Photo: Flickr / Nicholas Erwin
Parents find it easier to talk to their kids about smoking, drugs, and bullying than to talk about money, according to a new T. Rowe Price survey.And what’s even more troubling is the number of parents that don’t even make an effort in the first place.
One-third said they avoid talking to their kids about finances altogether, while 60 per cent said they’re prepared enough to handle it.
The survey also suggests parents aren’t setting the best example. Half are regularly saving and investing their money, while only 43 per cent have a savings goal.
But not introducing children to money at a young age is basically tantamount to not teaching them the ABC’s of reading, Lori Mackey of Propserity4Kids, Inc. told Your Money.

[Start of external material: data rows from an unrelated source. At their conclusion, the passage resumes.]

impl RecipeService {
    /// Filtered, sorted catalog plus the label lists the index view offers.
    pub async fn index<R: RecipeRepository>(
        store: &R,
        query: &RecipeQuery,
    ) -> Result<RecipeIndex, AppError> {
        let recipes = catalog::browse(store.list_recipes().await?, query);
        let (labels_category, labels_event): (Vec<Label>, Vec<Label>) = store
            .list_labels()
            .await?
            .into_iter()
            .partition(|l| l.facet == LabelFacet::Category);

        Ok(RecipeIndex {
            result_count: recipes.len(),
            recipes,
            labels_category,
            labels_event,
            selected_categories: query.category_labels.clone(),
            selected_events: query.event_labels.clone(),
            sort: query.sort,
        })
    }

    /// One recipe picked uniformly from the filtered catalog.
    pub async fn random<R: RecipeRepository>(
        store: &R,
        query: &RecipeQuery,
    ) -> Result<Option<Recipe>, AppError> {
        let candidates = catalog::filter_recipes(store.list_recipes().await?, query);
        Ok(candidates.choose(&mut rand::thread_rng()).cloned())
    }

    pub async fn detail<R: RecipeRepository>(
        store: &R,
        slug: &str,
        servings: Option<&str>,
    ) -> Result<RecipeDetail, AppError> {
        let recipe = Self::by_slug(store, slug).await?;
        let base = scaling::base_servings(recipe.servings);
        let current = scaling::requested_servings(servings, base);
        let ingredients_list = recipe.ingredient_lines();
        let scaled_ingredients = scaling::scale_lines(&ingredients_list, base, current)
            .iter()
            .map(scaling::ScaledLine::text)
            .collect();

        Ok(RecipeDetail {
            steps_list: recipe.step_lines(),
            ingredients_list,
            scaled_ingredients,
            current_servings: current,
            base_servings: base,
            recipe,
        })
    }

    pub async fn by_slug<R: RecipeRepository>(store: &R, slug: &str) -> Result<Recipe, AppError> {
        store
            .find_recipe_by_slug(slug)
            .await?
            .ok_or(AppError::NotFound("Recipe"))
    }

    /// Create a recipe under a fresh slug derived from its title.
    pub async fn create<R: RecipeRepository>(
        store: &R,
        draft: &RecipeDraft,
    ) -> Result<Recipe, AppError> {
        validate(draft)?;
        let base = slugify(&draft.title);

        for _ in 0..SLUG_INSERT_ATTEMPTS {
            let slug = Self::free_slug(store, &base).await?;
            match store.insert_recipe(&slug, draft).await? {
                SlugInsert::Inserted(recipe) => {
                    RECIPES_CREATED_COUNTER.inc();
                    tracing::info!("Created recipe {} ({})", recipe.slug, recipe.id);
                    return Ok(recipe);
                }
                SlugInsert::Taken => {
                    tracing::debug!("Slug {} taken concurrently, retrying", slug);
                }
            }
        }
        Err(anyhow::anyhow!("Could not allocate a slug for {:?}", draft.title).into())
    }

    /// First of `base`, `base-2`, `base-3`, ... that is not taken.
    async fn free_slug<R: RecipeRepository>(store: &R, base: &str) -> anyhow::Result<String> {
        let mut slug = base.to_string();
        let mut counter = 1;
        while store.slug_exists(&slug).await? {
            counter += 1;
            slug = format!("{base}-{counter}");
        }
        Ok(slug)
    }

    pub async fn update<R: RecipeRepository>(
        store: &R,
        slug: &str,
        draft: &RecipeDraft,
    ) -> Result<Recipe, AppError> {
        validate(draft)?;
        let recipe = Self::by_slug(store, slug).await?;
        store
            .update_recipe(recipe.id, draft)
            .await?
            .ok_or(AppError::NotFound("Recipe"))
    }

    pub async fn delete<R: RecipeRepository>(store: &R, slug: &str) -> Result<(), AppError> {
        let recipe = Self::by_slug(store, slug).await?;
        if !store.delete_recipe(recipe.id).await? {
            return Err(AppError::NotFound("Recipe"));
        }
        tracing::info!("Deleted recipe {} ({})", recipe.slug, recipe.id);
        Ok(())
    }

    /// Increment `cooked_count`; returns the new count.
    pub async fn cook<R: RecipeRepository>(store: &R, recipe_id: i64) -> Result<i32, AppError> {
        Self::adjust(store, recipe_id, CookDelta::Increment).await
    }

    /// Decrement `cooked_count`, never below zero; returns the new count.
    pub async fn undo_cook<R: RecipeRepository>(store: &R, recipe_id: i64) -> Result<i32, AppError> {
        Self::adjust(store, recipe_id, CookDelta::Decrement).await
    }

    async fn adjust<R: RecipeRepository>(
        store: &R,
        recipe_id: i64,
        delta: CookDelta,
    ) -> Result<i32, AppError> {
        let count = store
            .adjust_cooked_count(recipe_id, delta)
            .await?
            .ok_or(AppError::NotFound("Recipe"))?;
        let direction = match delta {
            CookDelta::Increment => "cook",
            CookDelta::Decrement => "undo",
        };
        RECIPES_COOKED_COUNTER.with_label_values(&[direction]).inc();
        tracing::info!("Recipe {} {}: cooked_count = {}", recipe_id, direction, count);
        Ok(count)
    }

    pub async fn list_labels<R: RecipeRepository>(store: &R) -> Result<Vec<Label>, AppError> {
        Ok(store.list_labels().await?)
    }

    pub async fn create_label<R: RecipeRepository>(
        store: &R,
        name: &str,
        facet: LabelFacet,
    ) -> Result<Label, AppError> {
        let name = name.trim();
        if name.is_empty() {
            return Err(AppError::InvalidInput("Label name must not be empty".into()));
        }
        if name.chars().count() > LABEL_NAME_MAX_CHARS {
            return Err(AppError::InvalidInput(format!(
                "Label name must be at most {LABEL_NAME_MAX_CHARS} characters"
            )));
        }
        Ok(store.create_label(name, facet).await?)
    }
}

fn validate(draft: &RecipeDraft) -> Result<(), AppError> {
    let title = draft.title.trim();
    if title.is_empty() {
        return Err(AppError::InvalidInput("Title must not be empty".into()));
    }
    if title.chars().count() > TITLE_MAX_CHARS {
        return Err(AppError::InvalidInput(format!(
            "Title must be at most {TITLE_MAX_CHARS} characters"
        )));
    }
    if matches!(draft.servings, Some(s) if s < 1) {
        return Err(AppError::InvalidInput("Servings must be positive".into()));
    }
    let minutes = [
        draft.duration_minutes,
        draft.working_minutes,
        draft.temperature_celsius,
    ];
    if minutes.iter().flatten().any(|m| *m < 0) {
        return Err(AppError::InvalidInput("Durations and temperature must not be negative".into()));
    }
    Ok(())
}

/// URL slug for a title: lowercase ASCII letters, digits, `_` and single
/// hyphens. Common Latin accents are folded; other characters are dropped.
pub fn slugify(title: &str) -> String {
    let mut slug = String::with_capacity(title.len());
    let mut pending_sep = false;

    for c in title.chars().flat_map(char::to_lowercase) {
        if c.is_whitespace() || c == '-' {
            pending_sep = true;
            continue;
        }
        let folded = if c.is_ascii_alphanumeric() || c == '_' {
            Some(c.to_string())
        } else {
            fold_accent(c).map(str::to_string)
        };
        if let Some(s) = folded {
            if pending_sep && !slug.is_empty() {
                slug.push('-');
            }
            pending_sep = false;
            slug.push_str(&s);
        }
    }

    // Folding only emits ASCII, so byte truncation stays on a char boundary.
    slug.truncate(SLUG_BASE_MAX_CHARS);
    let slug = slug.trim_matches(|c| c == '-' || c == '_');
    if slug.is_empty() {
        "recipe".to_string()
    } else {
        slug.to_string()
    }
}

fn fold_accent(c: char) -> Option<&'static str> {
    let s = match c {
        'à' | 'á' | 'â' | 'ã' | 'ä' | 'å' => "a",
        'æ' => "ae",
        'ç' => "c",
        'è' | 'é' | 'ê' | 'ë' => "e",
        'ì' | 'í' | 'î' | 'ï' => "i",
        'ñ' => "n",
        'ò' | 'ó' | 'ô' | 'õ' | 'ö' | 'ø' => "o",
        'œ' => "oe",
        'ù' | 'ú' | 'û' | 'ü' => "u",
        'ý' | 'ÿ' => "y",
        'ß' => "ss",
        _ => return None,
    };
    Some(s)
}

#[cfg(test)]
mod tests {
    use super::*;
    use crate::db::MemoryStore;

    fn draft(title: &str) -> RecipeDraft {
        RecipeDraft {
            title: title.to_string(),
            servings: Some(4),
            ingredients: vec!["200 g flour".into(), "".into(), "salt to taste".into()],
            steps: vec!["Mix.".into(), "  ".into(), "Bake.".into()],
            ..Default::default()
        }
    }

    #[test]
    fn test_slugify() {
        assert_eq!(slugify("Käsespätzle mit Röstzwiebeln"), "kasespatzle-mit-rostzwiebeln");
        assert_eq!(slugify("  Crème brûlée!  "), "creme-brulee");
        assert_eq!(slugify("Mom's  -- Best   Pie"), "moms-best-pie");
        assert_eq!(slugify("Weißwurst"), "weisswurst");
        assert_eq!(slugify("???"), "recipe");
    }

    #[tokio::test]
    async fn test_slug_collisions_get_numeric_suffix() {
        let store = MemoryStore::new();
        let a = RecipeService::create(&store, &draft("Pancakes")).await.unwrap();
        let b = RecipeService::create(&store, &draft("Pancakes")).await.unwrap();
        let c = RecipeService::create(&store, &draft("pancakes!")).await.unwrap();
        assert_eq!(a.slug, "pancakes");
        assert_eq!(b.slug, "pancakes-2");
        assert_eq!(c.slug, "pancakes-3");
    }

    #[tokio::test]
    async fn test_update_keeps_slug() {
        let store = MemoryStore::new();
        RecipeService::create(&store, &draft("Pancakes")).await.unwrap();
        let updated = RecipeService::update(&store, "pancakes", &draft("Crêpes"))
            .await
            .unwrap();
        assert_eq!(updated.slug, "pancakes");
        assert_eq!(updated.title, "Crêpes");
    }

    #[tokio::test]
    async fn test_title_longer_than_column_is_rejected() {
        let store = MemoryStore::new();
        let at_limit = "é".repeat(TITLE_MAX_CHARS);
        let recipe = RecipeService::create(&store, &draft(&at_limit)).await.unwrap();
        assert!(recipe.slug.len() <= SLUG_BASE_MAX_CHARS);

        let err = RecipeService::create(&store, &draft(&"a".repeat(TITLE_MAX_CHARS + 1)))
            .await
            .unwrap_err();
        assert!(matches!(err, AppError::InvalidInput(_)));
        assert_eq!(err.status(), axum::http::StatusCode::BAD_REQUEST);

        let err = RecipeService::update(&store, &recipe.slug, &draft(&"b".repeat(201)))
            .await
            .unwrap_err();
        assert!(matches!(err, AppError::InvalidInput(_)));
    }

    #[tokio::test]
    async fn test_label_name_longer_than_column_is_rejected() {
        let store = MemoryStore::new();
        let long = "x".repeat(LABEL_NAME_MAX_CHARS + 1);
        let err = RecipeService::create_label(&store, &long, LabelFacet::Event)
            .await
            .unwrap_err();
        assert!(matches!(err, AppError::InvalidInput(_)));
        assert!(RecipeService::list_labels(&store).await.unwrap().is_empty());

        let ok = "y".repeat(LABEL_NAME_MAX_CHARS);
        RecipeService::create_label(&store, &ok, LabelFacet::Event).await.unwrap();
    }

    #[test]
    fn test_slug_of_long_title_fits_column() {
        let slug = slugify(&"ß".repeat(TITLE_MAX_CHARS));
        assert_eq!(slug.len(), SLUG_BASE_MAX_CHARS);
    }

    #[tokio::test]
    async fn test_blank_title_is_rejected() {
        let store = MemoryStore::new();
        let err = RecipeService::create(&store, &draft("   ")).await.unwrap_err();
        assert!(matches!(err, AppError::InvalidInput(_)));
    }

    #[tokio::test]
    async fn test_detail_scales_and_drops_blank_lines() {
        let store = MemoryStore::new();
        RecipeService::create(&store, &draft("Bread")).await.unwrap();
        let detail = RecipeService::detail(&store, "bread", Some("6")).await.unwrap();
        assert_eq!(detail.base_servings, 4);
        assert_eq!(detail.current_servings, 6);
        assert_eq!(detail.ingredients_list, vec!["200 g flour", "salt to taste"]);
        assert_eq!(detail.scaled_ingredients, vec!["300 g flour", "salt to taste"]);
        assert_eq!(detail.steps_list, vec!["Mix.", "Bake."]);
    }

    #[tokio::test]
    async fn test_detail_with_unset_servings_uses_one() {
        let store = MemoryStore::new();
        let mut d = draft("Omelette");
        d.servings = None;
        d.ingredients = vec!["2 eggs".into()];
        RecipeService::create(&store, &d).await.unwrap();
        let detail = RecipeService::detail(&store, "omelette", Some("3")).await.unwrap();
        assert_eq!(detail.base_servings, 1);
        assert_eq!(detail.scaled_ingredients, vec!["6 eggs"]);
    }

    #[tokio::test]
    async fn test_detail_unknown_slug_is_not_found() {
        let store = MemoryStore::new();
        let err = RecipeService::detail(&store, "nope", None).await.unwrap_err();
        assert!(matches!(err, AppError::NotFound(_)));
    }

    #[tokio::test]
    async fn test_undo_cook_clamps_at_zero() {
        let store = MemoryStore::new();
        let r = RecipeService::create(&store, &draft("Risotto")).await.unwrap();
        assert_eq!(RecipeService::undo_cook(&store, r.id).await.unwrap(), 0);
        assert_eq!(RecipeService::undo_cook(&store, r.id).await.unwrap(), 0);
        assert_eq!(RecipeService::cook(&store, r.id).await.unwrap(), 1);
        assert_eq!(RecipeService::cook(&store, r.id).await.unwrap(), 2);
        assert_eq!(RecipeService::undo_cook(&store, r.id).await.unwrap(), 1);
    }

    #[tokio::test]
    async fn test_cook_unknown_recipe_is_not_found() {
        let store = MemoryStore::new();
        let err = RecipeService::cook(&store, 99).await.unwrap_err();
        assert!(matches!(err, AppError::NotFound(_)));
    }

    #[tokio::test]
    async fn test_index_splits_labels_by_facet() {
        let store = MemoryStore::new();
        let veg = RecipeService::create_label(&store, "Vegetarian", LabelFacet::Category)
            .await
            .unwrap();
        let xmas = RecipeService::create_label(&store, "Christmas", LabelFacet::Event)
            .await
            .unwrap();
        let mut d = draft("Stollen");
        d.labels = vec![veg.id, xmas.id];
        RecipeService::create(&store, &d).await.unwrap();
        RecipeService::create(&store, &draft("Goulash")).await.unwrap();

        let query = RecipeQuery { event_labels: vec![xmas.id], ..Default::default() };
        let index = RecipeService::index(&store, &query).await.unwrap();
        assert_eq!(index.result_count, 1);
        assert_eq!(index.recipes[0].slug, "stollen");
        assert_eq!(index.labels_category, vec![veg]);
        assert_eq!(index.labels_event, vec![xmas.clone()]);
        assert_eq!(index.selected_events, vec![xmas.id]);
    }

    #[tokio::test]
    async fn test_random_respects_filters() {
        let store = MemoryStore::new();
        let mut quick = draft("Toast");
        quick.duration_minutes = Some(5);
        RecipeService::create(&store, &quick).await.unwrap();
        RecipeService::create(&store, &draft("Roast")).await.unwrap();

        let query = RecipeQuery { max_duration: Some(10), ..Default::default() };
        for _ in 0..10 {
            let pick = RecipeService::random(&store, &query).await.unwrap().unwrap();
            assert_eq!(pick.slug, "toast");
        }

        let none = RecipeQuery { q: Some("nothing like this".into()), ..Default::default() };
        assert!(RecipeService::random(&store, &none).await.unwrap().is_none());
    }
}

“Parents don’t expose their children to any concept of money, but expect them to go out and manage a checkbook and get a job and not go into debt,” she said.
The key may be finding the right time to do it. Jill Shipley, director of next generation education for GenSpring Family Offices, offers a few suggestions:
- At the ATM, or during a trip to the mall, talk to kids about responsible use of cash and credit.
- While watching television, discuss the stereotype of wealth depicted in some of the popular shows and how your family’s values differ.
- Spend a Saturday at the local food bank to reinforce the obligation the fortunate have to give to those who are less fortunate.
If you’re still feeling nervous about ‘the talk’, another option is to hire a financial coach who specialises in talking to kids and teens. Of course, it won’t come at a cheap price—sessions run from about $60 to $150 per hour, according to CreditCards.com.